MNT had the opportunity to speak with Mir Ali, MD, a bariatric surgeon and medical director of MemorialCare Surgical Weight Loss Center at Orange Coast Medical Center in Fountain Valley, CA, about the recent review.
Ali, who was not involved in the research, commented that the review’s conclusion reaffirms what he has seen in his own practice: Patients on combination medication therapy tend to see better results.
“Obesity is a chronic, pervasive Health concern, and there is no single therapy that works for every patient,” he explained. “Due to the variability in response and other factors, finding new, more effective interventions is always a worthwhile effort.”
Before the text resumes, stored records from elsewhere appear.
//! Shamir secret sharer.

use crate::{
    party::{PartyId, PartyMapper},
    protocol::{PolyDegree, RecVectorError, RecoverSecretError, Shamir, ShamirError},
    secret_sharer::{
        GenerateSharesError, MultiMapError, MultiRecoverError, PartyShares, SecretSharer, SecretSharerProperties,
    },
};
use math_lib::{
    fields::PrimeField,
    modular::{ModularNumber, Prime},
};
use std::{path::Path, sync::Arc};

/// A secret sharer backed by the Shamir protocol over one prime field.
#[derive(Clone)]
pub struct ShamirSecretSharer<T: Prime> {
    local_party_id: PartyId,
    shamir: Arc<Shamir<PrimeField<T>>>,
}

impl<T: Prime> ShamirSecretSharer<T> {
    /// Constructs a new secret sharer.
    ///
    /// # Arguments
    /// * `local_party_id` - Our party id.
    /// * `polynomial_degree` - The threshold degree of generated polynomials.
    /// * `parties` - The parties shares are generated for; this fixes both
    ///   the share count and the abscissa assignment.
    pub fn new(local_party_id: PartyId, polynomial_degree: u64, parties: Vec<PartyId>) -> Result<Self, ShamirError> {
        let shamir = Arc::new(Shamir::new(local_party_id.clone(), polynomial_degree, parties)?);
        Ok(Self { local_party_id, shamir })
    }

    /// Constructs a new secret sharer, loading the hyper-invertible matrix
    /// from the given cache directory.
    pub fn new_with_matrix_cache(
        local_party_id: PartyId,
        polynomial_degree: u64,
        parties: Vec<PartyId>,
        cache_dir: &Path,
    ) -> Result<Self, ShamirError> {
        let shamir =
            Arc::new(Shamir::new_with_matrix_cache(local_party_id.clone(), polynomial_degree, parties, cache_dir)?);
        Ok(Self { local_party_id, shamir })
    }

    /// The reconstruction vector for a window of consecutive parties,
    /// wrapping modulo the party count. Memoized per `(start, count)`.
    pub fn rec_vector(&self, start: usize, count: usize) -> Result<Arc<Vec<ModularNumber<T>>>, RecVectorError> {
        self.shamir.rec_vector(start, count)
    }

    /// The parties in a window of consecutive positions.
    pub fn window_parties(&self, start: usize, count: usize) -> Vec<PartyId> {
        self.shamir.window_parties(start, count)
    }

    /// The position of the local party in the sorted ordering.
    pub fn local_party_index(&self) -> Option<usize> {
        self.shamir.party_mapper().index_of(&self.local_party_id)
    }
}

impl<T: Prime> SecretSharerProperties for ShamirSecretSharer<T> {
    type Prime = T;

    fn local_party_id(&self) -> &PartyId {
        &self.local_party_id
    }

    fn parties(&self) -> Vec<PartyId> {
        self.shamir.parties()
    }

    fn party_count(&self) -> usize {
        self.shamir.party_count()
    }

    fn party_mapper(&self) -> &PartyMapper<PrimeField<T>> {
        self.shamir.party_mapper()
    }

    fn polynomial_degree(&self) -> u64 {
        self.shamir.polynomial_degree()
    }
}

impl<T: Prime> SecretSharer<ModularNumber<T>> for ShamirSecretSharer<T> {
    type Secret = ModularNumber<T>;
    type RecoverError = RecoverSecretError;
    type HyperMapError = crate::protocol::HyperMapError;

    fn generate_shares(
        &self,
        secret: &Self::Secret,
        degree: PolyDegree,
    ) -> Result<PartyShares<ModularNumber<T>>, GenerateSharesError> {
        let points = self.shamir.generate_shares(secret, degree).into_points();
        let mut party_shares = PartyShares::with_capacity_and_hasher(points.len(), Default::default());
        for point in points {
            let (x, share) = point.into_coordinates();
            let party_id = self.shamir.party_mapper().party(&x).ok_or(GenerateSharesError::AbscissaMapping)?;
            party_shares.insert(party_id.clone(), share);
        }
        Ok(party_shares)
    }

    fn recover<I>(&self, shares: I) -> Result<Self::Secret, Self::RecoverError>
    where
        I: IntoIterator<Item = (PartyId, ModularNumber<T>)>,
    {
        self.shamir.recover_secret(shares.into_iter())
    }

    fn recover_robust<I>(&self, shares: I) -> Result<Self::Secret, Self::RecoverError>
    where
        I: IntoIterator<Item = (PartyId, ModularNumber<T>)>,
    {
        self.shamir.robust_recover_secret(shares.into_iter())
    }

    fn weigh(&self, share: ModularNumber<T>) -> Result<Self::Secret, Self::RecoverError> {
        self.shamir.weigh(&share)
    }

    fn hyper_map<I>(&self, shares: I) -> Result<Vec<Self::Secret>, Self::HyperMapError>
    where
        I: IntoIterator<Item = (PartyId, ModularNumber<T>)>,
    {
        self.shamir.hyper_map(shares.into_iter())
    }
}

impl<S, T> SecretSharer<Vec<S>> for ShamirSecretSharer<T>
where
    Self: SecretSharer<S>,
    S: Clone,
    T: Prime,
{
    type Secret = Vec<<Self as SecretSharer<S>>::Secret>;
    type RecoverError = MultiRecoverError<<Self as SecretSharer<S>>::RecoverError>;
    type HyperMapError = MultiMapError<<Self as SecretSharer<S>>::HyperMapError>;

    fn generate_shares(
        &self,
        secrets: &Self::Secret,
        degree: PolyDegree,
    ) -> Result<PartyShares<Vec<S>>, GenerateSharesError> {
        let mut party_shares: PartyShares<Vec<S>> = PartyShares::default();
        for secret in secrets {
            let shares = self.generate_shares(secret, degree)?;
            for (party_id, share) in shares {
                party_shares.entry(party_id).or_insert_with(|| Vec::with_capacity(secrets.len())).push(share);
            }
        }
        Ok(party_shares)
    }

    fn recover<I>(&self, shares: I) -> Result<Self::Secret, Self::RecoverError>
    where
        I: IntoIterator<Item = (PartyId, Vec<S>)>,
    {
        let secret_shares = Self::transpose(shares)?;
        let mut secrets = Vec::new();
        for shares in secret_shares {
            secrets.push(self.recover(shares)?);
        }
        Ok(secrets)
    }

    fn recover_robust<I>(&self, shares: I) -> Result<Self::Secret, Self::RecoverError>
    where
        I: IntoIterator<Item = (PartyId, Vec<S>)>,
    {
        let secret_shares = Self::transpose(shares)?;
        let mut secrets = Vec::new();
        for shares in secret_shares {
            secrets.push(self.recover_robust(shares)?);
        }
        Ok(secrets)
    }

    fn weigh(&self, shares: Vec<S>) -> Result<Self::Secret, Self::RecoverError> {
        let mut weighed = Vec::new();
        for share in shares {
            weighed.push(self.weigh(share)?);
        }
        Ok(weighed)
    }

    fn hyper_map<I>(&self, shares: I) -> Result<Vec<Self::Secret>, Self::HyperMapError>
    where
        I: IntoIterator<Item = (PartyId, Vec<S>)>,
    {
        let mut batches = Vec::new();
        let mut shares = shares.into_iter();
        let first = shares.next().ok_or(MultiMapError::NoShares)?;
        let mut secret_shares = vec![PartyShares::<S>::default(); first.1.len()];
        for (party_id, party_shares) in std::iter::once(first).chain(shares) {
            if party_shares.len() != secret_shares.len() {
                return Err(MultiMapError::ShareCountMismatch);
            }
            for (share, bucket) in party_shares.into_iter().zip(secret_shares.iter_mut()) {
                bucket.insert(party_id.clone(), share);
            }
        }
        for shares in secret_shares {
            batches.push(self.hyper_map(shares)?);
        }
        Ok(batches)
    }
}

impl<T: Prime> ShamirSecretSharer<T> {
    // Regroups "one vector per party" into "one party-share map per secret".
    fn transpose<S, I, E>(shares: I) -> Result<Vec<PartyShares<S>>, MultiRecoverError<E>>
    where
        I: IntoIterator<Item = (PartyId, Vec<S>)>,
        S: Clone,
        E: std::error::Error,
    {
        let mut shares = shares.into_iter();
        let first = shares.next().ok_or(MultiRecoverError::NoShares)?;
        let mut secret_shares = vec![PartyShares::<S>::default(); first.1.len()];
        for (party_id, party_shares) in std::iter::once(first).chain(shares) {
            if party_shares.len() != secret_shares.len() {
                return Err(MultiRecoverError::ShareCountMismatch);
            }
            for (share, bucket) in party_shares.into_iter().zip(secret_shares.iter_mut()) {
                bucket.insert(party_id.clone(), share);
            }
        }
        Ok(secret_shares)
    }
}

/// Creates a three-party secret sharer for testing purposes.
#[cfg(any(test, feature = "testing"))]
#[allow(clippy::panic)]
pub fn test_secret_sharer<T: Prime>() -> ShamirSecretSharer<T> {
    let local_party_id = PartyId::from(10usize);
    let parties = vec![local_party_id.clone(), PartyId::from(20usize), PartyId::from(30usize)];
    match ShamirSecretSharer::<T>::new(local_party_id, 1, parties) {
        Ok(sharer) => sharer,
        Err(e) => panic!("building test secret sharer: {e}"),
    }
}

#[cfg(test)]
#[allow(clippy::unwrap_used, clippy::indexing_slicing, clippy::arithmetic_side_effects)]
mod tests {
    use super::*;
    use math_lib::modular::M61Prime;
    use rstest::rstest;

    type Prime = M61Prime;
    type Sharer = ShamirSecretSharer<Prime>;

    fn make_sharer() -> Sharer {
        let parties = vec![PartyId::from(1usize), PartyId::from(2usize), PartyId::from(3usize)];
        Sharer::new(parties[0].clone(), 1, parties).unwrap()
    }

    #[rstest]
    #[case(1)]
    #[case(42)]
    #[case(15000)]
    #[case(22321)]
    fn share_and_recover(#[case] secret: u32) {
        let sharer = make_sharer();
        let secret = ModularNumber::from_u32(secret);
        let shares: PartyShares<ModularNumber<Prime>> = sharer.generate_shares(&secret, PolyDegree::T).unwrap();
        assert_eq!(shares.len(), 3);
        assert_eq!(sharer.recover(shares).unwrap(), secret);
    }

    #[test]
    fn bulk_share_and_recover() {
        let sharer = make_sharer();
        let secrets = vec![ModularNumber::from_u32(42), ModularNumber::from_u32(1337)];
        let shares: PartyShares<Vec<ModularNumber<Prime>>> = sharer.generate_shares(&secrets, PolyDegree::T).unwrap();
        assert_eq!(shares.len(), 3);
        assert_eq!(sharer.recover(shares).unwrap(), secrets);
    }

    #[test]
    fn robust_recovery_through_sharer() {
        let sharer = make_sharer();
        let secret = ModularNumber::from_u32(99);
        let shares: PartyShares<ModularNumber<Prime>> = sharer.generate_shares(&secret, PolyDegree::T).unwrap();
        assert_eq!(sharer.recover_robust(shares.clone()).unwrap(), secret);

        let mut corrupted = shares;
        let key = PartyId::from(2usize);
        let share = corrupted[&key];
        corrupted.insert(key, share + &ModularNumber::ONE);
        assert!(matches!(sharer.recover_robust(corrupted), Err(RecoverSecretError::Inconsistent)));
    }

    #[test]
    fn weighed_shares_sum_to_secret() {
        let parties = vec![PartyId::from(1usize), PartyId::from(2usize), PartyId::from(3usize)];
        let secret = ModularNumber::<Prime>::from_u32(777);
        let sharers: Vec<_> =
            parties.iter().map(|party| Sharer::new(party.clone(), 1, parties.clone()).unwrap()).collect();

        let shares: PartyShares<ModularNumber<Prime>> =
            sharers[0].generate_shares(&secret, PolyDegree::T).unwrap();
        let mut total = ModularNumber::ZERO;
        for sharer in &sharers {
            let share = shares[sharer.local_party_id()];
            total = total + &sharer.weigh(share).unwrap();
        }
        assert_eq!(total, secret);
    }

    #[test]
    fn threshold_secrecy_every_completion_is_consistent() {
        // A single share of a degree-1 sharing admits a consistent
        // completion for *any* candidate secret: the line through the share
        // and the candidate constant term is unique and valid. Holding t
        // shares therefore narrows nothing down.
        let sharer = make_sharer();
        let secret = ModularNumber::<Prime>::from_u32(5);
        let shares: PartyShares<ModularNumber<Prime>> = sharer.generate_shares(&secret, PolyDegree::T).unwrap();
        let observer = PartyId::from(1usize);
        let observed = shares[&observer];
        let x1 = ModularNumber::new(*sharer.party_mapper().abscissa(&observer).unwrap());

        for candidate in [0u32, 1, 5, 123, 65535] {
            let candidate = ModularNumber::from_u32(candidate);
            // p(z) = candidate + slope * z with p(x1) = observed.
            let slope = ((observed - &candidate) / &x1).unwrap();
            assert_eq!(candidate + &(slope * &x1), observed);
        }
    }
}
Jennifer Cheng, DO, chief of endocrinology at Hackensack Meridian Jersey Shore University Medical Center in New Jersey, agreed that obesity and weight loss are multifactorial, and there is still research needed to help determine who will be successful in weight loss and who will not respond.
“As someone who treats these people regularly, I have personally seen the struggles that patients have in trying to lose weight,” Cheng, who was likewise not involved in the review, told MNT.
“There is a high degree of frustration when people are taking the time to administer medication and are not able to achieve the results they are expecting. Certain people are poor responders, and it is not always possible to predict who will, and who will not, respond appropriately,” she added.
“It makes sense that adding on secondary therapy or a combination of therapies could assist certain patients with a personalized approach to weight loss,” Cheng continued. “People should work with their doctors to determine the best plan of care.”
Cheng said it is also important to determine the reasons why there could be poor response to a medication, so that further weight loss can be achieved for these patients.
“It is also important to identify these factors so that people can use alternatives or combined therapies immediately,” she explained. “Targeted and personalized medical therapy should be initiated sooner to help patients achieve results.”